Saved data entries:
• • •

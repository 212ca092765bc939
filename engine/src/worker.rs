// Search worker
// One long-lived thread evaluates queries; submissions are edge-triggered,
// coalesce while an evaluation runs, and cancel it cooperatively

use crate::search::{evaluate, Query, SearchResults};
use crate::sort::SortIndexes;
use findex_core::sync::WorkerPool;
use findex_core::FileIndex;
use parking_lot::{Condvar, Mutex, RwLock};
use std::sync::atomic::{AtomicBool, AtomicU64, Ordering};
use std::sync::Arc;
use std::thread::JoinHandle;
use std::time::Instant;

/// The latches shared between the publisher, the search worker, and
/// readers: `index` is the published-index latch, `sorts` the permutation
/// latch, `results` the published-results latch.
#[derive(Default)]
pub struct SearchContext {
    pub index: RwLock<Arc<FileIndex>>,
    pub sorts: RwLock<SortIndexes>,
    pub results: RwLock<SearchResults>,
}

struct WorkerState {
    query: Option<Query>,
    should_run: bool,
    running: bool,
    shutdown: bool,
    /// Cancel flag of the evaluation currently in flight (or a stale one
    /// when idle; cancelling it then is harmless).
    cancel: Arc<AtomicBool>,
}

struct WorkerSync {
    state: Mutex<WorkerState>,
    wake: Condvar,
    done: Condvar,
}

pub struct SearchWorker {
    sync: Arc<WorkerSync>,
    completed: Arc<AtomicU64>,
    thread: Option<JoinHandle<()>>,
}

impl SearchWorker {
    pub fn spawn(ctx: Arc<SearchContext>) -> Self {
        let sync = Arc::new(WorkerSync {
            state: Mutex::new(WorkerState {
                query: None,
                should_run: false,
                running: false,
                shutdown: false,
                cancel: Arc::new(AtomicBool::new(false)),
            }),
            wake: Condvar::new(),
            done: Condvar::new(),
        });
        let completed = Arc::new(AtomicU64::new(0));
        let thread = {
            let sync = Arc::clone(&sync);
            let completed = Arc::clone(&completed);
            std::thread::spawn(move || worker_loop(&ctx, &sync, &completed))
        };
        Self {
            sync,
            completed,
            thread: Some(thread),
        }
    }

    /// Replace the pending query and wake the worker. An evaluation in
    /// flight is cancelled; rapid submissions collapse into a single
    /// follow-up evaluation of the latest query.
    pub fn submit(&self, query: Query) {
        {
            let mut state = self.sync.state.lock();
            state.query = Some(query);
            state.should_run = true;
            state.cancel.store(true, Ordering::Relaxed);
        }
        self.sync.wake.notify_one();
    }

    /// Re-run the last submitted query, if any. Called after an index
    /// publish so readers see results against the fresh index.
    pub fn notify(&self) {
        {
            let mut state = self.sync.state.lock();
            if state.query.is_none() {
                return;
            }
            state.should_run = true;
            state.cancel.store(true, Ordering::Relaxed);
        }
        self.sync.wake.notify_one();
    }

    /// Block until no evaluation is pending or in flight.
    pub fn wait_idle(&self) {
        let mut state = self.sync.state.lock();
        while state.should_run || state.running {
            self.sync.done.wait(&mut state);
        }
    }

    /// Number of evaluations that ran to completion and published.
    pub fn completed_evaluations(&self) -> u64 {
        self.completed.load(Ordering::Relaxed)
    }
}

impl Drop for SearchWorker {
    fn drop(&mut self) {
        {
            let mut state = self.sync.state.lock();
            state.shutdown = true;
            state.cancel.store(true, Ordering::Relaxed);
        }
        self.sync.wake.notify_all();
        if let Some(thread) = self.thread.take() {
            let _ = thread.join();
        }
    }
}

fn worker_loop(ctx: &SearchContext, sync: &WorkerSync, completed: &AtomicU64) {
    let pool = WorkerPool::new();
    loop {
        let (query, cancel) = {
            let mut state = sync.state.lock();
            loop {
                if state.shutdown {
                    return;
                }
                if state.should_run {
                    if let Some(query) = state.query.clone() {
                        state.should_run = false;
                        let cancel = Arc::new(AtomicBool::new(false));
                        state.cancel = Arc::clone(&cancel);
                        state.running = true;
                        break (query, cancel);
                    }
                    state.should_run = false;
                }
                sync.wake.wait(&mut state);
            }
        };

        run_one(ctx, &pool, &query, &cancel, completed);

        {
            let mut state = sync.state.lock();
            state.running = false;
        }
        sync.done.notify_all();
    }
}

fn run_one(
    ctx: &SearchContext,
    pool: &WorkerPool,
    query: &Query,
    cancel: &Arc<AtomicBool>,
    completed: &AtomicU64,
) {
    // Shared latches are held for the whole evaluation; the publisher's
    // exclusive swap waits for in-flight searches, never the reverse.
    let index_guard = ctx.index.read();
    let index = Arc::clone(&index_guard);
    let sorts_guard = ctx.sorts.read();
    let permutation = sorts_guard.permutation(query.sort);

    let timer = Instant::now();
    let mut working = Vec::new();
    if !evaluate(&index, permutation, query, pool, cancel, &mut working) {
        return;
    }
    let elapsed = timer.elapsed();

    let mut published = ctx.results.write();
    std::mem::swap(&mut published.ids, &mut working);
    published.elapsed = elapsed;
    drop(published);
    completed.fetch_add(1, Ordering::Relaxed);
}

• • •

What the task requires:
The data above must be repeated in its entirety, exactly as given.

Output of the exercise:
repository 212ca092765bc939
filename engine/src/worker.rs
// Search worker
// One long-lived thread evaluates queries; submissions are edge-triggered,
// coalesce while an evaluation runs, and cancel it cooperatively

use crate::search::{evaluate, Query, SearchResults};
use crate::sort::SortIndexes;
use findex_core::sync::WorkerPool;
use findex_core::FileIndex;
use parking_lot::{Condvar, Mutex, RwLock};
use std::sync::atomic::{AtomicBool, AtomicU64, Ordering};
use std::sync::Arc;
use std::thread::JoinHandle;
use std::time::Instant;

/// The latches shared between the publisher, the search worker, and
/// readers: `index` is the published-index latch, `sorts` the permutation
/// latch, `results` the published-results latch.
#[derive(Default)]
pub struct SearchContext {
    pub index: RwLock<Arc<FileIndex>>,
    pub sorts: RwLock<SortIndexes>,
    pub results: RwLock<SearchResults>,
}

struct WorkerState {
    query: Option<Query>,
    should_run: bool,
    running: bool,
    shutdown: bool,
    /// Cancel flag of the evaluation currently in flight (or a stale one
    /// when idle; cancelling it then is harmless).
    cancel: Arc<AtomicBool>,
}

struct WorkerSync {
    state: Mutex<WorkerState>,
    wake: Condvar,
    done: Condvar,
}

pub struct SearchWorker {
    sync: Arc<WorkerSync>,
    completed: Arc<AtomicU64>,
    thread: Option<JoinHandle<()>>,
}

impl SearchWorker {
    pub fn spawn(ctx: Arc<SearchContext>) -> Self {
        let sync = Arc::new(WorkerSync {
            state: Mutex::new(WorkerState {
                query: None,
                should_run: false,
                running: false,
                shutdown: false,
                cancel: Arc::new(AtomicBool::new(false)),
            }),
            wake: Condvar::new(),
            done: Condvar::new(),
        });
        let completed = Arc::new(AtomicU64::new(0));
        let thread = {
            let sync = Arc::clone(&sync);
            let completed = Arc::clone(&completed);
            std::thread::spawn(move || worker_loop(&ctx, &sync, &completed))
        };
        Self {
            sync,
            completed,
            thread: Some(thread),
        }
    }

    /// Replace the pending query and wake the worker. An evaluation in
    /// flight is cancelled; rapid submissions collapse into a single
    /// follow-up evaluation of the latest query.
    pub fn submit(&self, query: Query) {
        {
            let mut state = self.sync.state.lock();
            state.query = Some(query);
            state.should_run = true;
            state.cancel.store(true, Ordering::Relaxed);
        }
        self.sync.wake.notify_one();
    }

    /// Re-run the last submitted query, if any. Called after an index
    /// publish so readers see results against the fresh index.
    pub fn notify(&self) {
        {
            let mut state = self.sync.state.lock();
            if state.query.is_none() {
                return;
            }
            state.should_run = true;
            state.cancel.store(true, Ordering::Relaxed);
        }
        self.sync.wake.notify_one();
    }

    /// Block until no evaluation is pending or in flight.
    pub fn wait_idle(&self) {
        let mut state = self.sync.state.lock();
        while state.should_run || state.running {
            self.sync.done.wait(&mut state);
        }
    }

    /// Number of evaluations that ran to completion and published.
    pub fn completed_evaluations(&self) -> u64 {
        self.completed.load(Ordering::Relaxed)
    }
}

impl Drop for SearchWorker {
    fn drop(&mut self) {
        {
            let mut state = self.sync.state.lock();
            state.shutdown = true;
            state.cancel.store(true, Ordering::Relaxed);
        }
        self.sync.wake.notify_all();
        if let Some(thread) = self.thread.take() {
            let _ = thread.join();
        }
    }
}

fn worker_loop(ctx: &SearchContext, sync: &WorkerSync, completed: &AtomicU64) {
    let pool = WorkerPool::new();
    loop {
        let (query, cancel) = {
            let mut state = sync.state.lock();
            loop {
                if state.shutdown {
                    return;
                }
                if state.should_run {
                    if let Some(query) = state.query.clone() {
                        state.should_run = false;
                        let cancel = Arc::new(AtomicBool::new(false));
                        state.cancel = Arc::clone(&cancel);
                        state.running = true;
                        break (query, cancel);
                    }
                    state.should_run = false;
                }
                sync.wake.wait(&mut state);
            }
        };

        run_one(ctx, &pool, &query, &cancel, completed);

        {
            let mut state = sync.state.lock();
            state.running = false;
        }
        sync.done.notify_all();
    }
}

fn run_one(
    ctx: &SearchContext,
    pool: &WorkerPool,
    query: &Query,
    cancel: &Arc<AtomicBool>,
    completed: &AtomicU64,
) {
    // Shared latches are held for the whole evaluation; the publisher's
    // exclusive swap waits for in-flight searches, never the reverse.
    let index_guard = ctx.index.read();
    let index = Arc::clone(&index_guard);
    let sorts_guard = ctx.sorts.read();
    let permutation = sorts_guard.permutation(query.sort);

    let timer = Instant::now();
    let mut working = Vec::new();
    if !evaluate(&index, permutation, query, pool, cancel, &mut working) {
        return;
    }
    let elapsed = timer.elapsed();

    let mut published = ctx.results.write();
    std::mem::swap(&mut published.ids, &mut working);
    published.elapsed = elapsed;
    drop(published);
    completed.fetch_add(1, Ordering::Relaxed);
}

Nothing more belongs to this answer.